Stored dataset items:

use anyhow::Result;
use async_trait::async_trait;
use shared::protocol::SubmissionPayload;

pub mod controller;
pub mod error;
pub mod form;
pub mod meals;
pub mod notices;
pub mod site;
pub mod transport;
pub mod validation;
pub mod view;

pub use controller::{FormEvent, PendingSubmission, RsvpController, SubmissionPhase};
pub use error::SubmitError;
pub use transport::HttpIntakePort;

/// Delivers a payload to the form-intake endpoint.
///
/// `Ok(())` means "the request went out"; it says nothing about whether the
/// endpoint accepted the data. Implementations that can observe the response
/// may return an error for rejections, the controller treats both alike.
#[async_trait]
pub trait SubmissionPort: Send + Sync {
    async fn submit(&self, endpoint: &str, payload: &SubmissionPayload) -> Result<()>;
}
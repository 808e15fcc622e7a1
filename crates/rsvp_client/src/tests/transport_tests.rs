use super::*;
use std::{sync::Arc, time::Duration};

use axum::{
    extract::State,
    http::{header, HeaderMap, StatusCode},
    routing::post,
    Json, Router,
};
use chrono::{TimeZone, Utc};
use serde_json::{json, Value};
use shared::protocol::GuestContact;
use tokio::{
    net::TcpListener,
    sync::{oneshot, Mutex},
};

type Received = (Option<String>, Value);

#[derive(Clone)]
struct IntakeState {
    tx: Arc<Mutex<Option<oneshot::Sender<Received>>>>,
    status: StatusCode,
}

async fn handle_intake(
    State(state): State<IntakeState>,
    headers: HeaderMap,
    Json(body): Json<Value>,
) -> StatusCode {
    let content_type = headers
        .get(header::CONTENT_TYPE)
        .and_then(|value| value.to_str().ok())
        .map(str::to_string);
    if let Some(tx) = state.tx.lock().await.take() {
        let _ = tx.send((content_type, body));
    }
    state.status
}

async fn spawn_intake_server(status: StatusCode) -> Result<(String, oneshot::Receiver<Received>)> {
    std::env::set_var("NO_PROXY", "127.0.0.1,localhost");
    let listener = TcpListener::bind("127.0.0.1:0").await?;
    let addr = listener.local_addr()?;
    let (tx, rx) = oneshot::channel();
    let state = IntakeState {
        tx: Arc::new(Mutex::new(Some(tx))),
        status,
    };
    let app = Router::new()
        .route("/exec", post(handle_intake))
        .with_state(state);
    tokio::spawn(async move {
        let _ = axum::serve(listener, app).await;
    });
    Ok((format!("http://{addr}/exec"), rx))
}

fn sample_payload() -> SubmissionPayload {
    SubmissionPayload::declined(
        GuestContact {
            guest_name: "Alex Smith".to_string(),
            email: "alex@example.com".to_string(),
            phone: String::new(),
        },
        Utc.with_ymd_and_hms(2026, 6, 1, 9, 0, 0).unwrap(),
    )
}

#[tokio::test]
async fn posts_payload_as_json() {
    let (endpoint, received) = spawn_intake_server(StatusCode::OK)
        .await
        .expect("spawn server");

    HttpIntakePort::new()
        .submit(&endpoint, &sample_payload())
        .await
        .expect("submit");

    let (content_type, body) = received.await.expect("payload");
    assert_eq!(content_type.as_deref(), Some("application/json"));
    assert_eq!(
        body,
        json!({
            "timestamp": "2026-06-01T09:00:00.000Z",
            "guestName": "Alex Smith",
            "email": "alex@example.com",
            "phone": "",
            "attending": "no",
            "guestCount": 0,
            "guestNames": "",
            "mealPreferences": "Not attending",
            "dietaryRestrictions": "",
            "specialRequests": "",
        })
    );
    let decoded: SubmissionPayload = serde_json::from_value(body).expect("decode");
    assert_eq!(decoded, sample_payload());
}

#[tokio::test]
async fn error_status_is_not_observed() {
    let (endpoint, received) = spawn_intake_server(StatusCode::INTERNAL_SERVER_ERROR)
        .await
        .expect("spawn server");

    let http = reqwest::Client::builder()
        .timeout(Duration::from_secs(5))
        .build()
        .expect("client");
    HttpIntakePort::with_client(http)
        .submit(&endpoint, &sample_payload())
        .await
        .expect("opaque response counts as delivered");

    received.await.expect("payload");
}

#[tokio::test]
async fn unreachable_endpoint_is_an_error() {
    std::env::set_var("NO_PROXY", "127.0.0.1,localhost");
    let listener = TcpListener::bind("127.0.0.1:0").await.expect("bind");
    let addr = listener.local_addr().expect("addr");
    drop(listener);

    let err = HttpIntakePort::new()
        .submit(&format!("http://{addr}/exec"), &sample_payload())
        .await
        .expect_err("nobody listening");
    assert!(
        err.to_string().contains("failed to reach intake endpoint"),
        "unexpected error: {err}"
    );
}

EXERCISE DESCRIPTION. Search the records for the word "Smith". Copy every line that has it.

RESULT FOR THIS EXERCISE.
            guest_name: "Alex Smith".to_string(),
            "guestName": "Alex Smith",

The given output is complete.